How Many People Live in Tent Encampments?
According to a report by the U.S. Department of Housing and Urban Development, the mid-2010s saw a rise of tent cities in the U.S. as the cost of housing increased. However, a 2024 Supreme Court ruling paved the way for cities to evict encampment residents and ban camping without being constitutionally required to provide follow-up shelter.
As of May 2025, over 200 anti-homeless, anti-survival ordinances have been introduced nationwide, the majority of which are camping bans.
People experiencing homelessness group tents together for security and community creating encampments. Some are organized, self-governed groups that operate like a small town such as Dignity Village in Portland, Oregon.

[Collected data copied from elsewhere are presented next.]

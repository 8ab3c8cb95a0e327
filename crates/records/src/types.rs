use {
    serde::{Deserialize, Serialize},
    serde_json::{Map, Value},
};

/// Field that receives the secure URL of an uploaded asset.
pub const MEDIA_URL_FIELD: &str = "mediaUrl";

/// An application document that can point at hosted media.
#[derive(Debug, Clone, PartialEq, Serialize, Deserialize)]
#[serde(rename_all = "camelCase")]
pub struct Record {
    pub record_type: String,
    pub id: String,
    pub fields: Map<String, Value>,
    /// Milliseconds since epoch.
    pub created_at: u64,
    /// Milliseconds since epoch, bumped on every update.
    pub updated_at: u64,
}

impl Record {
    /// Create a record stamped with the current time.
    pub fn new(
        record_type: impl Into<String>,
        id: impl Into<String>,
        fields: Map<String, Value>,
    ) -> Self {
        let now = mediahost_common::time::now_ms();
        Self {
            record_type: record_type.into(),
            id: id.into(),
            fields,
            created_at: now,
            updated_at: now,
        }
    }

    /// URL of the asset currently attached, if any.
    #[must_use]
    pub fn media_url(&self) -> Option<&str> {
        self.fields.get(MEDIA_URL_FIELD).and_then(Value::as_str)
    }

    /// Shallow-merge `patch` into the record's fields and bump `updated_at`.
    pub(crate) fn apply(&mut self, patch: Map<String, Value>) {
        self.fields.extend(patch);
        self.updated_at = mediahost_common::time::now_ms().max(self.updated_at);
    }
}
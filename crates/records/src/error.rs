#[derive(Debug, thiserror::Error)]
pub enum Error {
    #[error(transparent)]
    Sqlx(#[from] sqlx::Error),
    #[error(transparent)]
    Migration(#[from] sqlx::migrate::MigrateError),
    #[error(transparent)]
    Json(#[from] serde_json::Error),
    #[error("no schema registered for record type `{record_type}`")]
    UnknownRecordType { record_type: String },
    #[error("{record_type}.{field}: {message}")]
    Validation {
        record_type: String,
        field: String,
        message: String,
    },
    #[error("{record_type} `{id}` already exists")]
    AlreadyExists { record_type: String, id: String },
    #[error("stored fields for {record_type} `{id}` are not a JSON object")]
    CorruptRecord { record_type: String, id: String },
}

impl Error {
    #[must_use]
    pub fn unknown_record_type(record_type: impl Into<String>) -> Self {
        Self::UnknownRecordType {
            record_type: record_type.into(),
        }
    }

    #[must_use]
    pub fn validation(
        record_type: impl Into<String>,
        field: impl Into<String>,
        message: impl Into<String>,
    ) -> Self {
        Self::Validation {
            record_type: record_type.into(),
            field: field.into(),
            message: message.into(),
        }
    }

    #[must_use]
    pub fn already_exists(record_type: impl Into<String>, id: impl Into<String>) -> Self {
        Self::AlreadyExists {
            record_type: record_type.into(),
            id: id.into(),
        }
    }
}

pub type Result<T> = std::result::Result<T, Error>;
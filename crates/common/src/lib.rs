//! Error-context plumbing and small helpers shared by all mediahost crates.

pub mod error;
pub mod time;

pub use error::FromMessage;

It is difficult to accurately count the number of tent cities and people living in them. While many encampments are visible and known in their communities, others are purposefully hidden from public view due to fear of eviction. In some cities like Seattle, Washington, tent encampments are managed by non-profit organizations that provide services to the people living there.

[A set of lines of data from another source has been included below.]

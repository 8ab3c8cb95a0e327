use std::sync::LazyLock;

use regex::Regex;

/// `.../upload/[v<digits>/]<public_id>.<extension>`
static UPLOAD_URL: LazyLock<Option<Regex>> =
    LazyLock::new(|| Regex::new(r"/upload/(?:v\d+/)?(.+)\.[A-Za-z0-9]+$").ok());

/// Recover the public id from a hosted asset URL.
///
/// Returns `None` for URLs that do not follow the upload layout; that is an
/// expected outcome for foreign or malformed URLs, not an error.
pub fn extract_public_id(url: &str) -> Option<String> {
    let re = UPLOAD_URL.as_ref()?;
    re.captures(url)
        .and_then(|caps| caps.get(1))
        .map(|m| m.as_str().to_string())
}

#[cfg(test)]
mod tests {
    use {super::*, rstest::rstest};

    #[rstest]
    #[case("https://host/upload/v123/abc/def.webp", Some("abc/def"))]
    #[case(
        "https://res.cloudinary.com/demo/image/upload/v1719304854/blog-images/hero.webp",
        Some("blog-images/hero")
    )]
    #[case("https://res.cloudinary.com/demo/image/upload/sample.jpg", Some("sample"))]
    #[case(
        "https://res.cloudinary.com/demo/image/upload/ad-defaults/default-ad-my-campaign-.png",
        Some("ad-defaults/default-ad-my-campaign-")
    )]
    #[case("not-a-matching-url", None)]
    #[case("https://host/upload/v123/no-extension", None)]
    #[case("https://example.com/images/photo.jpg", None)]
    #[case("", None)]
    fn extracts_public_id(#[case] url: &str, #[case] expected: Option<&str>) {
        assert_eq!(extract_public_id(url).as_deref(), expected);
    }

    #[test]
    fn version_segment_requires_digits() {
        // "vx" is not a version, so it stays part of the id
        assert_eq!(
            extract_public_id("https://host/upload/vx/abc.png").as_deref(),
            Some("vx/abc")
        );
    }
}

Many municipal governments do not support encampments on public property. Instead, they conduct sweeps and raids that force people to move elsewhere. Oftentimes, people must leave precious belongings behind or face arrest.
Fewer Tent Encampments Don’t Equal Less Homelessness
Tent encampments are on the decline – but make no mistake, this is not because more homes are available, or housing systems are improving.
In 2023, Phoenix’s largest homeless encampment, “The Zone,” was dismantled, where over 1,000 people slept. By late 2024, San Francisco’s street tent count hit a record low. And in the first half of 2025, Minneapolis saw its homeless encampments fall by two-thirds.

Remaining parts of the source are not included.